Andrew Gardikis (born January 22, 1990), better known as AndrewG, is a speedrunner who was the first player known to have beaten Super Mario Bros. (1985) in under 5 minutes. He has been a part of the Super Mario Bros. speedrunning community for over 20 years.

== Speedrunning career ==
Prior to speedrunning, Gardikis was a runner, but he had to stop due to lung issues.

In 2004, as a 14 year old, Gardikis had set a goal to beat the game as fast as possible after watching a speedrun on G4TV. He played on the Nintendo Entertainment System his older sister had bought in the early 1990s.

Gardikis uploaded a VHS recording of his first world record of 5:05 to YouTube on March 23, 2006. In 2011, he uploaded a video of him beating the game in 4 minutes and 59 seconds, breaking the 5 minute barrier for the first time. Gardikis held the record for seven years, his tenure itself a record. Over nine years of speedrunning, he improved his time by seven seconds.

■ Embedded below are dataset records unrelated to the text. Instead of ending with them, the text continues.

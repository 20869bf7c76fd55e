extern crate armada;

use std::collections::BTreeMap;
use std::sync::Arc;

use armada::agent::MockAgent;
use armada::clock::FakeClock;
use armada::cpi::MockCloud;
use armada::deploy::{Deployer, NullCompiler};
use armada::eventlog::{Event, EventLog, MemorySink, TaskState};
use armada::lock::LockManager;
use armada::update::Canceller;
use armada::{Config, Store};

/// Everything a test apply needs, with the doubles kept reachable
pub struct TestRig {
    pub deployer: Deployer,
    pub sink: MemorySink,
    pub agent: Arc<MockAgent>,
    pub cloud: Arc<MockCloud>,
    pub clock: Arc<FakeClock>,
}

pub fn rig() -> TestRig {
    let clock = Arc::new(FakeClock::at(1_500_000_000));
    let sink = MemorySink::new();
    let log = EventLog::new(Box::new(sink.clone()), clock.clone(), 1024);
    let agent = Arc::new(MockAgent::new());
    let cloud = Arc::new(MockCloud::new());
    let deployer = Deployer {
        config: Config::default(),
        store: Store::new(),
        cloud: cloud.clone(),
        agent: agent.clone(),
        compiler: Arc::new(NullCompiler),
        locks: LockManager::new(),
        clock: clock.clone(),
        log,
        cancel: Canceller::new(),
    };
    TestRig {
        deployer,
        sink,
        agent,
        cloud,
        clock,
    }
}

/// Two-job manifest: a serial db with a persistent disk, then a web tier
pub fn manifest(name: &str) -> String {
    let body = [
        "releases:",
        "- name: appcloud",
        "  version: 42",
        "networks:",
        "- name: default",
        "resource_pools:",
        "- name: small",
        "  size: 6",
        "  network: default",
        "  stemcell: {name: ubuntu, version: 2}",
        "update:",
        "  canaries: 1",
        "  max_in_flight: 2",
        "  canary_watch_time: 100-400",
        "  update_watch_time: 100-400",
        "properties:",
        "  domain: example.com",
        "jobs:",
        "- name: db",
        "  template: postgres",
        "  instances: 1",
        "  persistent_disk: 2048",
        "  resource_pool: small",
        "  networks: [default]",
        "- name: web",
        "  template: [router, app]",
        "  instances: 3",
        "  resource_pool: small",
        "  networks: [default]",
        "  update: {serial: false}",
    ].join("\n");
    format!("name: {}\n{}", name, body)
}

/// Assert the wire contract over one apply's recorded stream:
/// started first per task, at most one terminal, stable totals
pub fn assert_event_contract(events: &[Event]) {
    let mut totals: BTreeMap<&str, u32> = BTreeMap::new();
    let mut seen: BTreeMap<(&str, u32), Vec<TaskState>> = BTreeMap::new();
    for ev in events {
        let total = totals.entry(ev.stage.as_str()).or_insert(ev.total);
        assert_eq!(*total, ev.total, "total changed mid-stage in {}", ev.stage);
        if ev.index == 0 {
            assert!(ev.error.is_some(), "index 0 is reserved for stage errors");
            continue;
        }
        seen.entry((ev.stage.as_str(), ev.index))
            .or_insert_with(Vec::new)
            .push(ev.state);
    }
    for ((stage, index), states) in &seen {
        assert_eq!(
            states[0],
            TaskState::Started,
            "first event of {}/{} must be started",
            stage,
            index
        );
        let terminals = states
            .iter()
            .filter(|s| **s == TaskState::Finished || **s == TaskState::Failed)
            .count();
        assert!(terminals <= 1, "{}/{} has {} terminal events", stage, index, terminals);
    }
    // per stage: terminal count never exceeds the advertised total
    let mut terminal_per_stage: BTreeMap<&str, u32> = BTreeMap::new();
    for ev in events {
        if ev.index > 0 && (ev.state == TaskState::Finished || ev.state == TaskState::Failed) {
            *terminal_per_stage.entry(ev.stage.as_str()).or_insert(0) += 1;
        }
    }
    for (stage, terms) in terminal_per_stage {
        assert!(
            terms <= totals[stage],
            "stage {} has more terminals than its total",
            stage
        );
    }
}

Due to his success in speedrunning Super Mario Bros., he was invited to meet with Shigeru Miyamoto. Miyamoto watched him play live at the Nintendo World Store during the game's 25th anniversary celebration.
At the event, Gardikis played on the Wii Virtual Console while wearing a Super Mario Bros. 2 (1988) shirt.

Gardikis was a member of Team Ludendi, a team of speedrunners.

Gardikis has also held other records, including for Track & Field (1983), and Super Mario Bros 2.

==Legacy==

According to Oliver Roeder of FiveThirtyEight, Gardikis is credited with pioneering or perfecting certain techniques of the Super Mario Bros. speedrun, including level 8-4's wall jump and level 4-2's wrong warp.

While holding the record in 2016, speedrunner darbian recalled Gardikis' dominance, also remembering a time he had juggled while playing with his feet.